それこそが『モキシー』の肝だ。ライオット・ガール回帰や、レザージャケットでおしゃれしてZineを作ることだけでなく(もっとも、確かにそこが一番楽しい部分だが)、初期フェミニズムの過ちをなくすこと。主なところでいえば、当時の活動を支持していたのはおおむね白人女性だった。映画の中ではリサが90年代版のライオット・ガールの象徴として登場するが、ヴィヴィアンはいわば中間地点に立っている。若い白人女性として彼女が最初に試みた抗議は、男子からいやがらせを受ける女子、ダブルスタンダードといった自らの世界観に縛られていた。ストーリーが進むにつれ、彼女はそうした考え方の欠点に気づく――つまり、黒人の新しい友人ルーシーや親友でアジア系のクローディアのように、非白人女性が直面する独特の問題を排除している点だ。ヴィヴィアンは白人であるがゆえに、反乱から生じる数々の影響から守られる。だが、同じことが彼女の友人にも当てはまるとは限らない。

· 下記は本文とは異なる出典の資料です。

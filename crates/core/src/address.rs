//! Category and period address maps.
//!
//! A cell address is a pure function of (category, period): the category
//! picks the row, the month picks the column. Owner never participates, so
//! the same address exists in both parties' grids.

use std::collections::{BTreeMap, HashMap, HashSet};
use std::fmt;

use serde::Serialize;

use crate::period::Period;

#[derive(Debug, Clone, PartialEq, Eq)]
pub enum AddressError {
    /// Category is not in the category map. Never falls back to a default row.
    UnknownCategory(String),
    /// Month index outside 0..=11.
    InvalidPeriod(u8),
    /// Category name is empty or whitespace.
    EmptyCategory,
    /// Row 0 does not exist in a grid.
    ZeroRow(String),
    /// Two categories map onto the same row.
    DuplicateRow { row: u32, first: String, second: String },
    /// The period map must have exactly 12 columns.
    PeriodCount(usize),
    /// Column identifier is not 1-3 uppercase letters.
    InvalidColumn(String),
    /// Two months map onto the same column.
    DuplicateColumn(String),
}

impl fmt::Display for AddressError {
    fn fmt(&self, f: &mut fmt::Formatter<'_>) -> fmt::Result {
        match self {
            Self::UnknownCategory(c) => write!(f, "unknown category '{c}'"),
            Self::InvalidPeriod(m) => write!(f, "month index {m} out of range 0..=11"),
            Self::EmptyCategory => write!(f, "category name is empty"),
            Self::ZeroRow(c) => write!(f, "category '{c}': rows start at 1"),
            Self::DuplicateRow { row, first, second } => {
                write!(f, "categories '{first}' and '{second}' both map to row {row}")
            }
            Self::PeriodCount(n) => write!(f, "period map needs 12 columns, found {n}"),
            Self::InvalidColumn(c) => write!(f, "invalid column identifier '{c}'"),
            Self::DuplicateColumn(c) => write!(f, "column '{c}' is used by more than one month"),
        }
    }
}

impl std::error::Error for AddressError {}

/// One scalar slot in a grid, e.g. `B34`.
#[derive(Debug, Clone, PartialEq, Eq, Hash, PartialOrd, Ord, Serialize)]
pub struct CellAddress {
    pub column: String,
    pub row: u32,
}

impl CellAddress {
    pub fn new(column: impl Into<String>, row: u32) -> Self {
        Self { column: column.into(), row }
    }

    /// Parse an A1-style reference such as "M52".
    pub fn parse(s: &str) -> Option<Self> {
        let s = s.trim();
        let split = s.find(|c: char| c.is_ascii_digit())?;
        let (col, row) = s.split_at(split);
        if !is_valid_column(col) {
            return None;
        }
        let row: u32 = row.parse().ok()?;
        (row > 0).then(|| Self::new(col, row))
    }
}

impl fmt::Display for CellAddress {
    fn fmt(&self, f: &mut fmt::Formatter<'_>) -> fmt::Result {
        write!(f, "{}{}", self.column, self.row)
    }
}

fn is_valid_column(col: &str) -> bool {
    !col.is_empty() && col.len() <= 3 && col.chars().all(|c| c.is_ascii_uppercase())
}

// ---------------------------------------------------------------------------
// Category map
// ---------------------------------------------------------------------------

/// Versioned category → row table.
#[derive(Debug, Clone, PartialEq, Eq)]
pub struct CategoryMap {
    version: u32,
    rows: BTreeMap<String, u32>,
}

/// Built-in table, version 1.
const DEFAULT_CATEGORY_ROWS: &[(&str, u32)] = &[
    ("Rent", 26),
    ("Home", 27),
    ("Phone/Internet", 28),
    ("Transit", 31),
    ("Food", 34),
    ("Dining Out", 35),
    ("Misc", 36),
    ("Shopping", 37),
    ("Entertainment", 40),
    ("Gym", 43),
    ("Roadtrip", 46),
    ("Commercial", 50),
    ("Tax/Auto", 51),
    ("Tax/Other", 52),
    ("Vacation", 74),
];

impl CategoryMap {
    /// Build and validate a map. Rejects empty names, row 0 and shared rows.
    pub fn new<I, S>(version: u32, entries: I) -> Result<Self, AddressError>
    where
        I: IntoIterator<Item = (S, u32)>,
        S: Into<String>,
    {
        let mut rows = BTreeMap::new();
        let mut by_row: HashMap<u32, String> = HashMap::new();
        for (name, row) in entries {
            let name: String = name.into();
            if name.trim().is_empty() {
                return Err(AddressError::EmptyCategory);
            }
            if row == 0 {
                return Err(AddressError::ZeroRow(name));
            }
            if let Some(first) = by_row.get(&row) {
                return Err(AddressError::DuplicateRow {
                    row,
                    first: first.clone(),
                    second: name,
                });
            }
            by_row.insert(row, name.clone());
            rows.insert(name, row);
        }
        Ok(Self { version, rows })
    }

    pub fn version(&self) -> u32 {
        self.version
    }

    pub fn row(&self, category: &str) -> Result<u32, AddressError> {
        self.rows
            .get(category)
            .copied()
            .ok_or_else(|| AddressError::UnknownCategory(category.to_string()))
    }

    pub fn contains(&self, category: &str) -> bool {
        self.rows.contains_key(category)
    }

    /// Category names in name order.
    pub fn categories(&self) -> impl Iterator<Item = &str> {
        self.rows.keys().map(String::as_str)
    }

    /// (category, row) pairs ordered by row, the way they appear in a grid.
    pub fn by_row(&self) -> Vec<(&str, u32)> {
        let mut v: Vec<_> = self.rows.iter().map(|(c, r)| (c.as_str(), *r)).collect();
        v.sort_by_key(|(_, r)| *r);
        v
    }

    pub fn len(&self) -> usize {
        self.rows.len()
    }

    pub fn is_empty(&self) -> bool {
        self.rows.is_empty()
    }
}

impl Default for CategoryMap {
    fn default() -> Self {
        Self {
            version: 1,
            rows: DEFAULT_CATEGORY_ROWS
                .iter()
                .map(|(c, r)| (c.to_string(), *r))
                .collect(),
        }
    }
}

// ---------------------------------------------------------------------------
// Period map
// ---------------------------------------------------------------------------

/// Month index → column table. Exactly 12 distinct columns.
#[derive(Debug, Clone, PartialEq, Eq)]
pub struct PeriodMap {
    columns: Vec<String>,
}

impl PeriodMap {
    pub fn new<I, S>(columns: I) -> Result<Self, AddressError>
    where
        I: IntoIterator<Item = S>,
        S: Into<String>,
    {
        let columns: Vec<String> = columns.into_iter().map(Into::into).collect();
        if columns.len() != 12 {
            return Err(AddressError::PeriodCount(columns.len()));
        }
        let mut seen = HashSet::new();
        for col in &columns {
            if !is_valid_column(col) {
                return Err(AddressError::InvalidColumn(col.clone()));
            }
            if !seen.insert(col.as_str()) {
                return Err(AddressError::DuplicateColumn(col.clone()));
            }
        }
        Ok(Self { columns })
    }

    /// Column for a 0-based month index.
    pub fn column(&self, month_index: u8) -> Result<&str, AddressError> {
        self.columns
            .get(month_index as usize)
            .map(String::as_str)
            .ok_or(AddressError::InvalidPeriod(month_index))
    }

    pub fn columns(&self) -> &[String] {
        &self.columns
    }
}

impl Default for PeriodMap {
    fn default() -> Self {
        Self {
            columns: ('B'..='M').map(|c| c.to_string()).collect(),
        }
    }
}

// ---------------------------------------------------------------------------
// Layout
// ---------------------------------------------------------------------------

/// Both maps together: everything needed to place a value in a grid.
#[derive(Debug, Clone, Default, PartialEq, Eq)]
pub struct GridLayout {
    pub categories: CategoryMap,
    pub periods: PeriodMap,
}

impl GridLayout {
    pub fn new(categories: CategoryMap, periods: PeriodMap) -> Self {
        Self { categories, periods }
    }

    pub fn resolve_period(&self, month_index: u8) -> Result<&str, AddressError> {
        self.periods.column(month_index)
    }

    pub fn resolve_address(&self, category: &str, period: Period) -> Result<CellAddress, AddressError> {
        let row = self.categories.row(category)?;
        let column = self.periods.column(period.month_index)?;
        Ok(CellAddress::new(column, row))
    }
}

「この映画は性差別だけでなく、人種差別や特権についても触れているという点で重要だと思う」とロビンソンも言う。「とても様々な話題を取り上げている。いわばフェミニズムのニューウェイブね。長い戦いになるでしょうけど、今関わってる女の子たちは長期戦で臨んでいると思う」。とはいえ、彼女もフェミニストの先駆者たちの功績を認めている。「撮影を終えたとき、私がいたのは実は撮影セットじゃなく、周りの人からいろんなことを教えてもらえる修士課程だったような気がしたわ」

「『モキシー』のテーマはヴィヴィアンを超えて、他の人々も取り込まれていく」とポーラー監督も付け加えた。「抗議活動のなんたるかを象徴していると思う。主導権を握る人々や、自分たちに与えられたチャンスや特権を認識すること。90年代初期の私たち世代のフェミニストはその点を考慮に入れていなかった。自分たちが知っていることしか知らなかった。私たち世代は、もっと考えを改めるべきね。『モキシー』の登場人物も、交流不足だったこと、用語を誤って使っていたこと、文化を不当に独占していたことを語っている。今ならもっとうまくできるはずのことをね――若い世代はそれを直感的に理解している」

ハンナが若いオーディエンスに映画から何を学んでほしいのか――こうした枠組みの中に置かれた自分の楽曲から、何を受け止めてほしいのか? 「若い子たちが映画を通じて、ビキニ・キルや他のフェミニストバンドを聴くようになってくれたらうれしい。願わくば、その中の一部が『ふざけんな』と言って、曲を書いてくれたら最高ね」とハンナはローリングストーン誌に語った。